While researching this case study, I came across a 230+ page case study that discusses growth strategies and ideas post Craigslist, Airbnb, so if you want to know more about some awesome things and innovations that Airbnb has evolved, check out these links.

Lessons learned

There are a few lessons we can learn from Airbnb’s Craigslist strategy.

Growth doesn’t have to be sexy.

Airbnb realized that growing startups could use very traditional, boring, and simple methods to achieve initial growth. The Craigslist strategy was basically an outbound sales strategy for a SaaS project. I know enough developers who just want to set up an inbound machine and never type an email or chat with a customer, and just drive traffic and maximize conversions. Do boring things that work. You don’t need paid ads, fancy funnels, graphic design. You need to write a few sentences and focus on getting customers wherever they are.
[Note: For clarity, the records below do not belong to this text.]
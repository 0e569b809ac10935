//! Segment model and segment container.
//!
//! A [`Segment`] is one decoded VLQ record on a single generated line: either
//! a hole (arity 1 — the generated column is known but unmapped) or a
//! mapping into a source/name table by index (arity 4 or 5). [`MappingMatrix`]
//! is the line-indexed, `genCol`-sorted container used for floor lookups.

/// Sentinel index meaning "no name". Indices are otherwise plain table
/// offsets into a map's `names`/`sources` vectors.
pub(crate) const NO_NAME: u32 = u32::MAX;

#[derive(Debug, Clone, Copy, PartialEq, Eq)]
pub struct Segment {
    pub gen_col: u32,
    /// `None` for a hole (arity 1).
    pub source: Option<u32>,
    pub orig_line: u32,
    pub orig_col: u32,
    pub name: Option<u32>,
}

impl Segment {
    pub fn hole(gen_col: u32) -> Self {
        Self { gen_col, source: None, orig_line: 0, orig_col: 0, name: None }
    }

    pub fn mapped(gen_col: u32, source: u32, orig_line: u32, orig_col: u32, name: Option<u32>) -> Self {
        Self { gen_col, source: Some(source), orig_line, orig_col, name }
    }

    pub fn is_hole(&self) -> bool {
        self.source.is_none()
    }
}

/// Segments for a single generated line, kept sorted ascending by `gen_col`.
pub type SegmentLine = Vec<Segment>;

/// A decoded `mappings` string: one entry per generated line (1-indexed in
/// the public API, 0-indexed here), each an ascending-by-`gen_col` vector of
/// segments. A line with no mappings at all is an empty vector.
#[derive(Debug, Clone, Default, PartialEq, Eq)]
pub struct MappingMatrix {
    lines: Vec<SegmentLine>,
}

impl MappingMatrix {
    pub fn with_lines(lines: Vec<SegmentLine>) -> Self {
        Self { lines }
    }

    pub fn line_count(&self) -> usize {
        self.lines.len()
    }

    pub fn line(&self, line_1_based: u32) -> Option<&[Segment]> {
        let idx = (line_1_based as usize).checked_sub(1)?;
        self.lines.get(idx).map(Vec::as_slice)
    }

    pub fn lines(&self) -> impl Iterator<Item = (u32, &[Segment])> {
        self.lines.iter().enumerate().map(|(i, segs)| (i as u32 + 1, segs.as_slice()))
    }

    /// The floor lookup: the greatest segment on
    /// `line` whose `gen_col <= col`, or `None` if `col` precedes every
    /// segment on that line (or the line has none / doesn't exist).
    pub fn floor(&self, line_1_based: u32, col: u32) -> Option<&Segment> {
        let segs = self.line(line_1_based)?;
        match segs.binary_search_by_key(&col, |s| s.gen_col) {
            Ok(idx) => segs.get(idx),
            Err(0) => None,
            Err(idx) => segs.get(idx - 1),
        }
    }
}

#[cfg(test)]
mod tests {
    use super::*;

    fn matrix() -> MappingMatrix {
        MappingMatrix::with_lines(vec![
            vec![Segment::mapped(0, 0, 0, 0, None), Segment::hole(5), Segment::mapped(10, 0, 1, 0, Some(0))],
            vec![],
            vec![Segment::mapped(3, 0, 2, 0, None)],
        ])
    }

    #[test]
    fn floor_exact_match() {
        let m = matrix();
        assert_eq!(m.floor(1, 0), Some(&Segment::mapped(0, 0, 0, 0, None)));
        assert_eq!(m.floor(1, 10), Some(&Segment::mapped(10, 0, 1, 0, Some(0))));
    }

    #[test]
    fn floor_inherits_preceding_segment() {
        let m = matrix();
        // Columns in [5, 10) inherit the hole at col 5.
        assert_eq!(m.floor(1, 7), Some(&Segment::hole(5)));
        // Columns in [0, 5) inherit the mapped segment at col 0.
        assert_eq!(m.floor(1, 4), Some(&Segment::mapped(0, 0, 0, 0, None)));
        // Columns past the last segment inherit it (extends to infinity).
        assert_eq!(m.floor(1, 1000), Some(&Segment::mapped(10, 0, 1, 0, Some(0))));
    }

    #[test]
    fn floor_before_first_segment_is_none() {
        let m = MappingMatrix::with_lines(vec![vec![Segment::mapped(5, 0, 0, 0, None)]]);
        assert_eq!(m.floor(1, 0), None);
    }

    #[test]
    fn floor_on_empty_or_missing_line_is_none() {
        let m = matrix();
        assert_eq!(m.floor(2, 0), None);
        assert_eq!(m.floor(1000, 0), None);
    }
}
Meet customers where they are.

Airbnb has not focused on targeting, retargeting and spreading a wide network. They just met their customers where they were. I don’t think I’ve ever heard of a Silicon Valley thinking it wanted to spend its time on a platform as “unsexy” as Craigslist. But they realized their customers were there – so they just spent time meeting the customers on whatever platform/medium they preferred.

Be unconventional.

Keep it simple, don’t over complicate the customer acquisition process. Just because your strategy doesn’t align with the strategy used by a CMO discussing the latest high-tech demand generation programs on a popular marketing podcast doesn’t mean it’s wrong. Being unconventional is a good thing.

Do things that don’t scale.

To create a process that will allow you to scale your business, it won’t be scalable from day one. It will not be automated; it will not be mass available. It will be slow and painful. A common trap that founders or marketers fall into is that they assume that if they build it, customers will come. This is the most dangerous mental trap to fall into. Almost every successful business or strategy works because someone made it work. I figured out how to optimize it manually. It took an awful lot of time to figure it out, and only then, once they proved it was successful, did they find ways to scale it and automate it. Manually recruit users and land customers, then scale this process, once you know it works.